Well, I’m committed to seeing this through. I’ll try my best to keep this (and future) editions as snappy as possible. And as a reward for those who stick around, I’ll highlight some of my favourite charts from the past couple of weeks at the end. I’m seeing some worrying patterns appearing.
Today, we discuss the importance of understanding industry dynamics.
An important part of analyzing a company is understanding how the industry it lives in operates. This isn’t just about comparing it to today’s competition; rather, it’s about understanding the trends that will drive future competitiveness.
Many businesses benefit from scale, but only if the industry lends itself to that. Look at the “hyperscalers,” the large global tech behemoths that dominate cloud computing. Data centres and computing power are expensive, so it wouldn’t make sense to duplicate these efforts unnecessarily. We need enough global networks to provide competition, but not so many that we would end up with a massive data centre on every block.
At the other extreme, there is no benefit to my local cobbler being part of an international conglomerate of shoe repair shops. This industry is hyper-local. Find me someone who can repair my shoes a short walk from my office, and they will get my business. Bonus points if the repair can be done over lunch while I’m across the street eating an Extra Value Meal.
In the context of a “low risk” framework, understanding the industry dynamics allows us to think about which companies have the current at their backs, and which are likely to struggle swimming upstream.
If it’s an industry with scale advantages, a smaller secondary player could have a hard time, unless it serves a distinct niche.
If it’s a hyper-competitive industry, we look for some of the other checklist items in order to understand what competitive advantages our potential investment may or may not possess.
Are there limits to the market size? Does my neighbourhood need another coffee shop (probably not) or cannabis shop1 (definitely not!)
Conversely, are there significant barriers to entry that would discourage potential new entrants (maybe high capital requirements, or regulatory restrictions)? Have we seen evidence of new competitors entering the market, and failing? If so, what did they do wrong? Are other potential competitors better positioned?

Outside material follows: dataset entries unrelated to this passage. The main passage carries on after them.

//! Error types for the composer core.

use miette::Diagnostic;

use crate::history::SelectionLocator;

/// Failure to place the caret on an editing surface.
///
/// Restoration treats these as non-fatal: the controller logs them and falls
/// back to the end of the content.
#[derive(thiserror::Error, Debug, Clone, PartialEq, Eq)]
#[non_exhaustive]
pub enum SelectionError {
    /// The recorded position does not exist in the current content.
    #[error("selection {0:?} does not resolve in the current content")]
    Unresolved(SelectionLocator),

    /// The editing root has no children to place a caret after.
    #[error("editing root is empty")]
    EmptyContent,

    /// The platform has no selection object to update.
    #[error("no selection available")]
    NoSelection,

    /// The platform selection API rejected the change.
    #[error("platform selection error: {0}")]
    Platform(String),
}

/// Failure to load a [`ComposerConfig`](crate::config::ComposerConfig).
#[derive(thiserror::Error, Debug, Diagnostic)]
#[non_exhaustive]
pub enum ConfigError {
    #[error("unsupported config format: {0:?}")]
    #[diagnostic(
        code(missive::config::format),
        help("use a file ending in .json or .toml")
    )]
    UnsupportedFormat(Option<String>),

    #[error("could not read config file")]
    #[diagnostic(code(missive::config::io))]
    Io(#[from] std::io::Error),

    #[error("invalid JSON config: {0}")]
    #[diagnostic(code(missive::config::json))]
    Json(#[from] serde_json::Error),

    #[error("invalid TOML config: {0}")]
    #[diagnostic(code(missive::config::toml))]
    Toml(#[from] toml::de::Error),

    #[error("history.max_entries must be at least {min}, got {got}")]
    #[diagnostic(
        code(missive::config::max_entries),
        help("the history needs room for the current entry and one more")
    )]
    MaxEntries { min: usize, got: usize },

    #[error("markdown.document_id_attribute {0:?} is not a valid attribute name")]
    #[diagnostic(
        code(missive::config::attribute_name),
        help("start with an ASCII letter and use only letters, digits and hyphens")
    )]
    AttributeName(String),
}
//! Contenteditable element as an editing surface.
//!
//! Uses the DOM Selection API to record and restore the caret. Offsets are in
//! UTF-16 code units, as the Selection API counts them.

use missive_editor_core::history::{
    DomPoint, EditorSurface, NodeTree, SelectionLocator, end_point, locate, resolve,
};
use missive_editor_core::SelectionError;
use web_sys::{HtmlElement, Node};

/// An [`EditorSurface`] over a contenteditable element.
#[derive(Debug, Clone)]
pub struct ContentEditableSurface {
    root: HtmlElement,
}

impl ContentEditableSurface {
    pub fn new(root: HtmlElement) -> Self {
        Self { root }
    }

    /// Look the editing root up by element id.
    pub fn from_element_id(id: &str) -> Option<Self> {
        use wasm_bindgen::JsCast;

        let element = web_sys::window()?.document()?.get_element_by_id(id)?;
        element.dyn_into::<HtmlElement>().ok().map(Self::new)
    }

    pub fn element(&self) -> &HtmlElement {
        &self.root
    }

    fn caret_point(&self) -> Option<DomPoint<Node>> {
        let selection = web_sys::window()?.get_selection().ok()??;
        if selection.range_count() == 0 {
            return None;
        }
        let range = selection
            .get_range_at(0)
            .inspect_err(|e| {
                tracing::trace!(target: "missive::cursor", "get_range_at failed: {:?}", e)
            })
            .ok()?;
        let node = range.end_container().ok()?;
        let offset = range.end_offset().ok()?;
        Some(DomPoint::new(node, offset as usize))
    }

    fn place_caret(&self, point: &DomPoint<Node>) -> Result<(), SelectionError> {
        let window = web_sys::window().ok_or(SelectionError::NoSelection)?;
        let document = window.document().ok_or(SelectionError::NoSelection)?;

        let selection = window
            .get_selection()
            .map_err(|e| SelectionError::Platform(format!("get_selection failed: {:?}", e)))?
            .ok_or(SelectionError::NoSelection)?;
        let range = document
            .create_range()
            .map_err(|e| SelectionError::Platform(format!("create_range failed: {:?}", e)))?;

        range
            .set_start(&point.node, point.offset as u32)
            .map_err(|e| SelectionError::Platform(format!("set_start failed: {:?}", e)))?;
        range.collapse_with_to_start(true);

        selection
            .remove_all_ranges()
            .map_err(|e| SelectionError::Platform(format!("remove_all_ranges failed: {:?}", e)))?;
        selection
            .add_range(&range)
            .map_err(|e| SelectionError::Platform(format!("add_range failed: {:?}", e)))?;

        tracing::trace!(
            target: "missive::cursor",
            offset = point.offset,
            "placed caret"
        );
        Ok(())
    }
}

impl NodeTree for ContentEditableSurface {
    type Node = Node;

    fn root(&self) -> Node {
        let node: &Node = &self.root;
        node.clone()
    }

    fn parent(&self, node: &Node) -> Option<Node> {
        node.parent_node()
    }

    fn child(&self, node: &Node, index: usize) -> Option<Node> {
        node.child_nodes().item(index as u32)
    }

    fn child_count(&self, node: &Node) -> usize {
        node.child_nodes().length() as usize
    }

    fn text_len(&self, node: &Node) -> usize {
        node.text_content()
            .map(|text| text.encode_utf16().count())
            .unwrap_or(0)
    }

    fn max_offset(&self, node: &Node) -> usize {
        match node.node_type() {
            Node::TEXT_NODE | Node::CDATA_SECTION_NODE | Node::COMMENT_NODE => {
                self.text_len(node)
            }
            _ => self.child_count(node),
        }
    }

    fn same_node(&self, a: &Node, b: &Node) -> bool {
        a.is_same_node(Some(b))
    }
}

impl EditorSurface for ContentEditableSurface {
    fn html(&self) -> String {
        self.root.inner_html()
    }

    fn set_html(&mut self, html: &str) {
        self.root.set_inner_html(html);
    }

    fn caret(&self) -> Option<SelectionLocator> {
        let point = self.caret_point()?;
        locate(self, &point)
    }

    fn set_caret(&mut self, locator: &SelectionLocator) -> Result<(), SelectionError> {
        let point =
            resolve(self, locator).ok_or_else(|| SelectionError::Unresolved(locator.clone()))?;
        self.place_caret(&point)
    }

    fn set_caret_to_end(&mut self) -> Result<(), SelectionError> {
        let point = end_point(self).ok_or(SelectionError::EmptyContent)?;
        self.place_caret(&point)
    }
}
//! Token types produced by the composer markdown tokenizer.

use smol_str::SmolStr;

/// Classification of a [`Token`], without its payload.
#[derive(Debug, Clone, Copy, PartialEq, Eq, Hash)]
pub enum TokenKind {
    Text,
    Code,
    Pre,
    Bold,
    Italic,
    Strike,
    Spoiler,
    Emoji,
    Newline,
    Link,
}

impl TokenKind {
    /// Whether tokens of this kind hold verbatim code.
    pub fn is_code(self) -> bool {
        matches!(self, Self::Code | Self::Pre)
    }
}

/// A single lexical unit of composer markdown.
///
/// Content is borrowed from the normalized input text. Only the link URL is
/// owned, since normalization may prepend a scheme.
#[derive(Debug, Clone, PartialEq, Eq)]
pub enum Token<'a> {
    /// A run of plain text (may contain inline HTML from the editor surface).
    Text(&'a str),
    /// Inline code between single backticks.
    Code(&'a str),
    /// Fenced code block, trimmed, with an optional language tag.
    Pre {
        language: Option<&'a str>,
        content: &'a str,
    },
    /// `**bold**`
    Bold(&'a str),
    /// `__italic__`
    Italic(&'a str),
    /// `~~strike~~`
    Strike(&'a str),
    /// `||spoiler||`
    Spoiler(&'a str),
    /// `[alt](customEmoji:document_id)`
    Emoji {
        alt: &'a str,
        document_id: &'a str,
    },
    /// A literal line break.
    Newline,
    /// `[text](target)` with the target normalized to an absolute URL.
    Link { text: &'a str, url: SmolStr },
}

impl<'a> Token<'a> {
    pub fn kind(&self) -> TokenKind {
        match self {
            Token::Text(_) => TokenKind::Text,
            Token::Code(_) => TokenKind::Code,
            Token::Pre { .. } => TokenKind::Pre,
            Token::Bold(_) => TokenKind::Bold,
            Token::Italic(_) => TokenKind::Italic,
            Token::Strike(_) => TokenKind::Strike,
            Token::Spoiler(_) => TokenKind::Spoiler,
            Token::Emoji { .. } => TokenKind::Emoji,
            Token::Newline => TokenKind::Newline,
            Token::Link { .. } => TokenKind::Link,
        }
    }

    /// The raw textual content of the token.
    ///
    /// For emoji this is the alt text, for links the display text.
    pub fn content(&self) -> &'a str {
        match self {
            Token::Text(s)
            | Token::Code(s)
            | Token::Bold(s)
            | Token::Italic(s)
            | Token::Strike(s)
            | Token::Spoiler(s) => s,
            Token::Pre { content, .. } => content,
            Token::Emoji { alt, .. } => alt,
            Token::Newline => "\n",
            Token::Link { text, .. } => text,
        }
    }
}

/// Turn a raw link target into an absolute URL.
///
/// Targets that already carry a scheme separator are kept as-is, anything
/// with an `@` is treated as an email address, everything else gets `https://`.
pub fn normalize_url(target: &str) -> SmolStr {
    if target.contains("://") {
        SmolStr::new(target)
    } else if target.contains('@') {
        smol_str::format_smolstr!("mailto:{target}")
    } else {
        smol_str::format_smolstr!("https://{target}")
    }
}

There are many angles to look at here, and this would be too long a piece to cover them all (and apparently, very few are reading them anyway… 😐.) So I’ll leave it at that. In examining a potential investment, spend a good amount of time studying the industry in which it operates.
Chart-o-Rama
As promised… a bonus for those of you who ate your vegetables.
Index concentration is getting silly. The S&P 500 is getting shittier.
Exhibit A:
Exhibit B (this visual is wild):
While this is happening, the largest companies are spending more and more of their profits on capital investments. One of the selling features of these investments was that they were “capital light” businesses. They aren’t any longer. This is a dramatic change in what it means to be an owner of these businesses.
If you’re buying the index today, be fully aware of what you’re buying. I know it’s “low cost” but it’s a lot riskier than you are being led to believe. It’s feeling “exuberant” out there. I’m just not sure if it’s 1997 or 1999…
Source for image above:
. If you’re a skeptic when it comes to central banks and big government, and you like good music, check out his Substack.Finally, file this one under “unintended consequences.”
Will the US President’s efforts to reduce short-term interest rates actually work to increase inflation expectations, and as a consequence, lead to higher long-term interest rates? If so, might this be the catalyst that ends this cycle of speculation?
Stay safe out there!
Written from a distinctly Canadian angle - ever since our government legalized cannabis, a seemingly impossible number of local weed shops keep springing up. It seems to be the one thriving industry in an otherwise troubled economy, and nobody seems to know how there’s enough demand to support them all!
Seems reasonable to assume that the large companies' heightened capital intensity will normalize at a lower level over the next few years; yes, maybe higher than in years past, but quite a bit lower than today.
Good piece! I'd keep Morgan Housel's comment in mind, when he states that his best writing is when he writes for himself. This Checklist Series is worthwhile!